§ Exercise instructions:
Copy nothing from the entries below except the lines from the one containing "widths or hold" through the one containing "let width = f64::from(self.target_width);", and copy those exactly.

§ The input:
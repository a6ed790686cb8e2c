//! Traits defining BSP tree operations for dependency inversion

use crate::errors::Error;
use crate::mesh::bsp::node::Node;
use crate::mesh::polygon::Polygon;

/// Core BSP operations trait - implements algorithms on BSP nodes
pub trait BspOps<S: Clone> {
    /// Convert solid space to empty space and empty space to solid space
    fn invert(&self, node: &mut Node<S>);

    /// Recursively remove all polygons that are inside this BSP tree
    fn clip_polygons(&self, node: &Node<S>, polygons: &[Polygon<S>]) -> Vec<Polygon<S>>;

    /// Remove all polygons in this BSP tree that are inside the other BSP tree
    fn clip_to(&self, node: &mut Node<S>, other: &Node<S>);

    /// Add polygons to the BSP tree, splitting them as needed.
    ///
    /// Fails with [`Error::Recursion`] once a subtree reaches the recursion
    /// limit; polygons added before that stay in the tree.
    fn build(&self, node: &mut Node<S>, polygons: &[Polygon<S>]) -> Result<(), Error>;

    /// Return all polygons in this BSP tree, node by node in pre-order
    fn all_polygons(&self, node: &Node<S>) -> Vec<Polygon<S>>;
}
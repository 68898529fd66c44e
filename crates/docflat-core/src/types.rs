// SPDX-License-Identifier: PMPL-1.0-or-later
// Copyright (c) 2026 Jonathan D.A. Jewell (hyperpolymath) <jonathan.jewell@open.ac.uk>
//
// Core domain types for docflat.

use std::path::{Path, PathBuf};
use std::sync::Arc;

use base64::{Engine as _, engine::general_purpose::STANDARD};
use serde::{Deserialize, Serialize};
use uuid::Uuid;

use crate::error::PageError;
use crate::geometry::Quad;

/// Unique identifier for one batch run.
#[derive(Debug, Clone, Copy, PartialEq, Eq, Hash, Serialize, Deserialize)]
pub struct BatchId(pub Uuid);

impl BatchId {
    pub fn new() -> Self {
        Self(Uuid::new_v4())
    }

    /// First eight hex digits, used in output file names.
    pub fn short(&self) -> String {
        self.0.simple().to_string()[..8].to_owned()
    }
}

impl Default for BatchId {
    fn default() -> Self {
        Self::new()
    }
}

impl std::fmt::Display for BatchId {
    fn fmt(&self, f: &mut std::fmt::Formatter<'_>) -> std::fmt::Result {
        write!(f, "{}", self.0)
    }
}

/// Opaque handle to the bytes of a captured photo.
#[derive(Debug, Clone)]
pub enum SourceRef {
    /// A photo on the local filesystem.
    Path(PathBuf),
    /// Bytes handed over by a camera or picker bridge.
    Memory { label: String, bytes: Arc<[u8]> },
}

impl SourceRef {
    pub fn path(path: impl Into<PathBuf>) -> Self {
        Self::Path(path.into())
    }

    pub fn memory(label: impl Into<String>, bytes: impl Into<Arc<[u8]>>) -> Self {
        Self::Memory {
            label: label.into(),
            bytes: bytes.into(),
        }
    }
}

impl std::fmt::Display for SourceRef {
    fn fmt(&self, f: &mut std::fmt::Formatter<'_>) -> std::fmt::Result {
        match self {
            Self::Path(path) => write!(f, "{}", path.display()),
            Self::Memory { label, bytes } => write!(f, "{label} ({} bytes)", bytes.len()),
        }
    }
}

/// How a document's current corners were obtained.
#[derive(Debug, Clone, Copy, PartialEq, Eq, Serialize, Deserialize)]
pub enum CornerOrigin {
    /// Found by the corner detector.
    Detected,
    /// Detector found nothing; image bounds inset by the fallback margin.
    Fallback,
    /// Overridden once by the user.
    Adjusted,
}

/// One captured page while a batch is in flight.
///
/// Source and original dimensions are fixed at creation. The corners may be
/// replaced once by [`Document::adjust`] before rectification reads them.
#[derive(Debug, Clone)]
pub struct Document {
    source: SourceRef,
    original_width: u32,
    original_height: u32,
    corners: Quad,
    origin: CornerOrigin,
}

impl Document {
    pub fn new(
        source: SourceRef,
        original_width: u32,
        original_height: u32,
        corners: Quad,
        origin: CornerOrigin,
    ) -> Self {
        Self {
            source,
            original_width,
            original_height,
            corners,
            origin,
        }
    }

    pub fn source(&self) -> &SourceRef {
        &self.source
    }

    pub fn original_width(&self) -> u32 {
        self.original_width
    }

    pub fn original_height(&self) -> u32 {
        self.original_height
    }

    /// Current corners, in original-image coordinates.
    pub fn corners(&self) -> Quad {
        self.corners
    }

    pub fn origin(&self) -> CornerOrigin {
        self.origin
    }

    /// Replace the corners with a user-edited quad (original-image space).
    ///
    /// Rejects degenerate quads and leaves the document untouched in that
    /// case. Only one adjustment is accepted per document.
    pub fn adjust(&mut self, corners: Quad) -> Result<(), PageError> {
        if self.origin == CornerOrigin::Adjusted {
            tracing::warn!(source = %self.source, "ignoring second corner adjustment");
            return Ok(());
        }
        if corners.is_degenerate() {
            return Err(PageError::DegenerateQuad);
        }
        self.corners = corners;
        self.origin = CornerOrigin::Adjusted;
        Ok(())
    }
}

/// Where an encoded page should go.
#[derive(Debug, Clone, PartialEq, Eq)]
pub enum Destination {
    /// Write to this file path.
    File(PathBuf),
    /// Keep the encoded bytes in memory.
    Memory,
}

/// The published result of encoding one rectified page.
#[derive(Debug, Clone, PartialEq, Eq)]
pub enum OutputHandle {
    File(PathBuf),
    Bytes(Vec<u8>),
}

impl OutputHandle {
    pub fn as_path(&self) -> Option<&Path> {
        match self {
            Self::File(path) => Some(path),
            Self::Bytes(_) => None,
        }
    }

    pub fn as_bytes(&self) -> Option<&[u8]> {
        match self {
            Self::File(_) => None,
            Self::Bytes(bytes) => Some(bytes),
        }
    }

    /// Base64 of in-memory bytes; `None` for file outputs.
    pub fn to_base64(&self) -> Option<String> {
        self.as_bytes().map(|bytes| STANDARD.encode(bytes))
    }

    /// Load the encoded bytes, reading from disk for file outputs.
    pub fn read_bytes(&self) -> std::io::Result<Vec<u8>> {
        match self {
            Self::File(path) => std::fs::read(path),
            Self::Bytes(bytes) => Ok(bytes.clone()),
        }
    }
}

#[cfg(test)]
mod tests {
    use super::*;

    fn document() -> Document {
        Document::new(
            SourceRef::path("page.jpg"),
            800,
            600,
            Quad::rect(100.0, 100.0, 700.0, 500.0),
            CornerOrigin::Fallback,
        )
    }

    #[test]
    fn adjust_replaces_corners_once() {
        let mut doc = document();
        let edited = Quad::rect(50.0, 60.0, 750.0, 560.0);
        doc.adjust(edited).expect("adjust");
        assert_eq!(doc.corners(), edited);
        assert_eq!(doc.origin(), CornerOrigin::Adjusted);

        doc.adjust(Quad::rect(0.0, 0.0, 10.0, 10.0)).expect("second adjust");
        assert_eq!(doc.corners(), edited);
    }

    #[test]
    fn adjust_rejects_degenerate_quad() {
        let mut doc = document();
        let flat = Quad::rect(0.0, 0.0, 100.0, 0.0);
        assert_eq!(doc.adjust(flat), Err(PageError::DegenerateQuad));
        assert_eq!(doc.origin(), CornerOrigin::Fallback);
    }

    #[test]
    fn memory_output_encodes_base64() {
        let handle = OutputHandle::Bytes(b"hello".to_vec());
        assert_eq!(handle.to_base64().as_deref(), Some("aGVsbG8="));
        assert!(OutputHandle::File("a.jpg".into()).to_base64().is_none());
    }

    #[test]
    fn batch_id_short_form() {
        let id = BatchId::new();
        assert_eq!(id.short().len(), 8);
    }
}
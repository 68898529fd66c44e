// SPDX-License-Identifier: PMPL-1.0-or-later
// Copyright (c) 2026 Jonathan D.A. Jewell (hyperpolymath) <jonathan.jewell@open.ac.uk>
//
// Perspective rectification — warp a skewed document quad onto a flat
// rectangle of fixed width.

use docflat_core::config::{DEFAULT_TARGET_WIDTH, ScanConfig};
use docflat_core::error::PageError;
use docflat_core::geometry::Quad;
use image::{DynamicImage, Rgba, RgbaImage};
use imageproc::geometric_transformations::{Interpolation, Projection, warp_into};
use tracing::{debug, info, instrument, warn};

/// Tallest page accepted, as a multiple of the target width.
pub const MAX_ASPECT_RATIO: f64 = 20.0;
/// Largest rectified raster accepted, in pixels.
pub const MAX_OUTPUT_PIXELS: f64 = 100_000_000.0;

/// Flattens the region inside a [`Quad`] into an upright rectangle.
///
/// The output is always `target_width` pixels wide. Its height follows the
/// quad's aspect ratio, measured on the shorter of each pair of opposite
/// edges so that foreshortened sides are not stretched.
#[derive(Debug, Clone, Copy)]
pub struct Rectifier {
    target_width: u32,
}

impl Default for Rectifier {
    fn default() -> Self {
        Self::new(DEFAULT_TARGET_WIDTH)
    }
}

impl Rectifier {
    // -- Construction ---------------------------------------------------------

    pub fn new(target_width: u32) -> Self {
        Self {
            target_width: target_width.max(1),
        }
    }

    pub fn from_config(config: &ScanConfig) -> Self {
        Self::new(config.target_width)
    }

    pub fn target_width(&self) -> u32 {
        self.target_width
    }

    // -- Sizing ---------------------------------------------------------------

    /// Output dimensions for `quad`.
    ///
    /// Fails with [`PageError::DegenerateQuad`] for a quad without area and
    /// with [`PageError::OutputTooLarge`] when the page would be taller than
    /// [`MAX_ASPECT_RATIO`] widths or hold more than [`MAX_OUTPUT_PIXELS`].
    pub fn output_size(&self, quad: &Quad) -> Result<(u32, u32), PageError> {
        if quad.is_degenerate() {
            return Err(PageError::DegenerateQuad);
        }
        let raw_width = quad.top_edge().min(quad.bottom_edge());
        let raw_height = quad.left_edge().min(quad.right_edge());
        if raw_width <= 0.0 || raw_height <= 0.0 {
            return Err(PageError::DegenerateQuad);
        }

        let width = f64::from(self.target_width);
        let height = (width * raw_height / raw_width).round().max(1.0);
        if !height.is_finite()
            || height > width * MAX_ASPECT_RATIO
            || width * height > MAX_OUTPUT_PIXELS
        {
            warn!(?quad, height, "Rectified page would be too large");
            return Err(self.too_large(height));
        }
        let height = u32::try_from(height as u64).map_err(|_| self.too_large(height))?;
        Ok((self.target_width, height))
    }

    fn too_large(&self, height: f64) -> PageError {
        // Float-to-int `as` saturates, so infinity reports as u64::MAX.
        PageError::OutputTooLarge {
            width: self.target_width,
            height: height as u64,
        }
    }

    // -- Warp -----------------------------------------------------------------

    /// Rectify the region of `image` bounded by `quad`.
    ///
    /// `image` is left untouched; the result is a new RGBA raster. Pixels
    /// that sample outside the source are filled white.
    #[instrument(skip(self, image), fields(
        width = image.width(),
        height = image.height(),
        target_width = self.target_width,
    ))]
    pub fn rectify(&self, image: &DynamicImage, quad: &Quad) -> Result<DynamicImage, PageError> {
        let (out_w, out_h) = self.output_size(quad)?;

        let src = quad.corners().map(|p| p.to_f32_pair());
        let dest: [(f32, f32); 4] = [
            (0.0, 0.0),
            (out_w as f32, 0.0),
            (out_w as f32, out_h as f32),
            (0.0, out_h as f32),
        ];

        let projection = Projection::from_control_points(src, dest).ok_or_else(|| {
            warn!(?quad, "Failed to compute projective transform");
            PageError::TransformSingular
        })?;
        debug!(out_w, out_h, "Projective transform computed");

        let rgba_input = image.to_rgba8();
        let default_pixel = Rgba([255u8, 255, 255, 255]);
        let mut output = RgbaImage::new(out_w, out_h);
        warp_into(
            &rgba_input,
            &projection,
            Interpolation::Bilinear,
            default_pixel,
            &mut output,
        );

        info!(out_w, out_h, "Page rectified");
        Ok(DynamicImage::ImageRgba8(output))
    }
}

/// Rectify `quad` out of `image` at `target_width`.
pub fn rectify(
    image: &DynamicImage,
    quad: &Quad,
    target_width: u32,
) -> Result<DynamicImage, PageError> {
    Rectifier::new(target_width).rectify(image, quad)
}

#[cfg(test)]
mod tests {
    use super::*;
    use docflat_core::geometry::Point;

    fn white(width: u32, height: u32) -> DynamicImage {
        DynamicImage::ImageRgba8(RgbaImage::from_pixel(
            width,
            height,
            Rgba([255, 255, 255, 255]),
        ))
    }

    /// A 300x450 document becomes 500x750.
    #[test]
    fn output_keeps_aspect_at_fixed_width() {
        let quad = Quad::rect(10.0, 20.0, 310.0, 470.0);
        let out = Rectifier::default()
            .rectify(&white(400, 600), &quad)
            .expect("rectify");
        assert_eq!((out.width(), out.height()), (500, 750));
    }

    /// Opposite edges of different length: the shorter of each pair is used.
    #[test]
    fn shorter_edges_drive_the_size() {
        let quad = Quad::new(
            Point::new(50.0, 40.0),
            Point::new(350.0, 40.0),
            Point::new(400.0, 640.0),
            Point::new(0.0, 640.0),
        );
        let rectifier = Rectifier::new(500);
        // top = 300, bottom = 400, left = right = sqrt(50^2 + 600^2)
        let side = (50.0f64 * 50.0 + 600.0 * 600.0).sqrt();
        let expected_h = (500.0 * side / 300.0).round() as u32;
        assert_eq!(rectifier.output_size(&quad), Ok((500, expected_h)));
    }

    #[test]
    fn width_is_always_the_target() {
        let quads = [
            Quad::rect(0.0, 0.0, 1000.0, 10.0),
            Quad::rect(0.0, 0.0, 100.0, 1000.0),
            Quad::new(
                Point::new(112.5, 87.25),
                Point::new(903.0, 140.0),
                Point::new(860.75, 1210.5),
                Point::new(95.0, 1180.0),
            ),
        ];
        for quad in quads {
            let (w, h) = Rectifier::new(320).output_size(&quad).expect("size");
            assert_eq!(w, 320);
            assert!(h >= 1);
        }
    }

    /// A sliver quad has area, but its page would be hundreds of millions
    /// of pixels tall.
    #[test]
    fn sliver_quad_is_rejected_before_allocating() {
        let quad = Quad::rect(0.0, 0.0, 0.01, 10000.0);
        assert!(!quad.is_degenerate());
        assert_eq!(
            Rectifier::new(500).output_size(&quad),
            Err(PageError::OutputTooLarge {
                width: 500,
                height: 500_000_000,
            })
        );
        assert!(matches!(
            rectify(&white(10, 10), &Quad::rect(0.0, 0.0, 1.0, 100000.0), 500),
            Err(PageError::OutputTooLarge { .. })
        ));
    }

    /// Heights past `u32::MAX` are reported, not truncated.
    #[test]
    fn huge_height_does_not_wrap() {
        let quad = Quad::rect(0.0, 0.0, 0.001, 1_000_000.0);
        match Rectifier::new(500).output_size(&quad) {
            Err(PageError::OutputTooLarge { width, height }) => {
                assert_eq!(width, 500);
                assert!(height > u64::from(u32::MAX));
            }
            other => panic!("expected OutputTooLarge, got {other:?}"),
        }
    }

    #[test]
    fn aspect_limit_is_inclusive() {
        let rectifier = Rectifier::new(100);
        let tallest = Quad::rect(0.0, 0.0, 10.0, 200.0);
        assert_eq!(rectifier.output_size(&tallest), Ok((100, 2000)));
        let too_tall = Quad::rect(0.0, 0.0, 10.0, 201.0);
        assert!(matches!(
            rectifier.output_size(&too_tall),
            Err(PageError::OutputTooLarge { width: 100, height: 2010 })
        ));
    }

    #[test]
    fn wide_target_hits_pixel_cap() {
        // 20_000 x 10_000 stays within the aspect limit but exceeds the cap.
        let quad = Quad::rect(0.0, 0.0, 100.0, 50.0);
        assert!(matches!(
            Rectifier::new(20_000).output_size(&quad),
            Err(PageError::OutputTooLarge { width: 20_000, height: 10_000 })
        ));
    }

    #[test]
    fn collinear_corners_fail_without_output() {
        let quad = Quad::new(
            Point::new(0.0, 0.0),
            Point::new(10.0, 10.0),
            Point::new(20.0, 20.0),
            Point::new(30.0, 30.0),
        );
        assert_eq!(
            rectify(&white(100, 100), &quad, 500),
            Err(PageError::DegenerateQuad)
        );
    }

    /// The region inside the quad ends up filling the output.
    #[test]
    fn content_inside_quad_is_sampled() {
        let mut img = RgbaImage::from_pixel(200, 200, Rgba([255, 255, 255, 255]));
        for y in 50..150 {
            for x in 50..150 {
                img.put_pixel(x, y, Rgba([200, 0, 0, 255]));
            }
        }
        let quad = Quad::rect(50.0, 50.0, 150.0, 150.0);
        let out = rectify(&DynamicImage::ImageRgba8(img), &quad, 100).expect("rectify");
        let rgba = out.to_rgba8();

        assert_eq!((rgba.width(), rgba.height()), (100, 100));
        for &(x, y) in &[(50, 50), (10, 10), (90, 90), (10, 90)] {
            let px = rgba.get_pixel(x, y).0;
            assert!(px[0] > 150 && px[1] < 60, "pixel ({x},{y}) = {px:?}");
        }
    }

    #[test]
    fn quad_outside_source_fills_white() {
        let quad = Quad::rect(500.0, 500.0, 600.0, 600.0);
        let out = rectify(&white(100, 100), &quad, 50).expect("rectify");
        assert_eq!(out.to_rgba8().get_pixel(25, 25).0, [255, 255, 255, 255]);
    }
}
// SPDX-License-Identifier: PMPL-1.0-or-later
// Copyright (c) 2026 Jonathan D.A. Jewell (hyperpolymath) <jonathan.jewell@open.ac.uk>
//
// Platform-aware data directory resolution.

use std::path::PathBuf;

/// Return the application data directory, creating it if needed.
///
/// On desktop this uses a conventional location. On mobile the platform
/// bridge should provide the documents directory instead.
pub fn data_dir() -> PathBuf {
    let base = base_dir(
        std::env::var("XDG_DATA_HOME").ok(),
        std::env::var("HOME").ok(),
    );
    let dir = base.join("docflat");
    std::fs::create_dir_all(&dir).ok();
    dir
}

/// Return a subdirectory inside the data dir (e.g. "scans").
pub fn data_subdir(name: &str) -> PathBuf {
    let dir = data_dir().join(name);
    std::fs::create_dir_all(&dir).ok();
    dir
}

/// XDG data dir, then `~/.local/share`, then the system temp dir.
fn base_dir(xdg_data_home: Option<String>, home: Option<String>) -> PathBuf {
    if let Some(xdg) = xdg_data_home.filter(|v| !v.is_empty()) {
        return PathBuf::from(xdg);
    }
    if let Some(home) = home.filter(|v| !v.is_empty()) {
        return PathBuf::from(home).join(".local").join("share");
    }
    std::env::temp_dir()
}
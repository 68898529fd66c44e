// SPDX-License-Identifier: PMPL-1.0-or-later
// Copyright (c) 2026 Jonathan D.A. Jewell (hyperpolymath) <jonathan.jewell@open.ac.uk>
//
// Batch cancellation signal.

use std::sync::Arc;

use tokio::sync::watch;

/// Cloneable handle that stops a running batch.
///
/// Cancelling is sticky: every later batch on the same pipeline is cancelled
/// immediately until [`CancelHandle::reset`] is called.
#[derive(Debug, Clone)]
pub struct CancelHandle {
    tx: Arc<watch::Sender<bool>>,
}

impl Default for CancelHandle {
    fn default() -> Self {
        Self::new()
    }
}

impl CancelHandle {
    pub fn new() -> Self {
        let (tx, _rx) = watch::channel(false);
        Self { tx: Arc::new(tx) }
    }

    pub fn cancel(&self) {
        self.tx.send_replace(true);
    }

    pub fn reset(&self) {
        self.tx.send_replace(false);
    }

    /// Non-blocking check, safe to call from worker threads.
    pub fn is_cancelled(&self) -> bool {
        *self.tx.borrow()
    }

    /// Resolves once [`CancelHandle::cancel`] has been called (immediately if
    /// it already was).
    pub async fn cancelled(&self) {
        let mut rx = self.tx.subscribe();
        if rx.wait_for(|cancelled| *cancelled).await.is_err() {
            // Unreachable while `self` holds the sender; never resolve.
            std::future::pending::<()>().await;
        }
    }
}

#[cfg(test)]
mod tests {
    use super::*;
    use std::time::Duration;

    #[test]
    fn cancel_and_reset() {
        let handle = CancelHandle::new();
        assert!(!handle.is_cancelled());
        handle.clone().cancel();
        assert!(handle.is_cancelled());
        handle.reset();
        assert!(!handle.is_cancelled());
    }

    #[tokio::test]
    async fn cancelled_resolves_after_cancel() {
        let handle = CancelHandle::new();
        let canceller = handle.clone();
        tokio::spawn(async move {
            tokio::time::sleep(Duration::from_millis(10)).await;
            canceller.cancel();
        });
        tokio::time::timeout(Duration::from_secs(5), handle.cancelled())
            .await
            .expect("cancel signal");
    }

    #[tokio::test]
    async fn cancelled_resolves_immediately_when_already_cancelled() {
        let handle = CancelHandle::new();
        handle.cancel();
        tokio::time::timeout(Duration::from_millis(100), handle.cancelled())
            .await
            .expect("already cancelled");
    }
}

§ Result for this exercise:
    /// [`MAX_ASPECT_RATIO`] widths or hold more than [`MAX_OUTPUT_PIXELS`].
    pub fn output_size(&self, quad: &Quad) -> Result<(u32, u32), PageError> {
        if quad.is_degenerate() {
            return Err(PageError::DegenerateQuad);
        }
        let raw_width = quad.top_edge().min(quad.bottom_edge());
        let raw_height = quad.left_edge().min(quad.right_edge());
        if raw_width <= 0.0 || raw_height <= 0.0 {
            return Err(PageError::DegenerateQuad);
        }

        let width = f64::from(self.target_width);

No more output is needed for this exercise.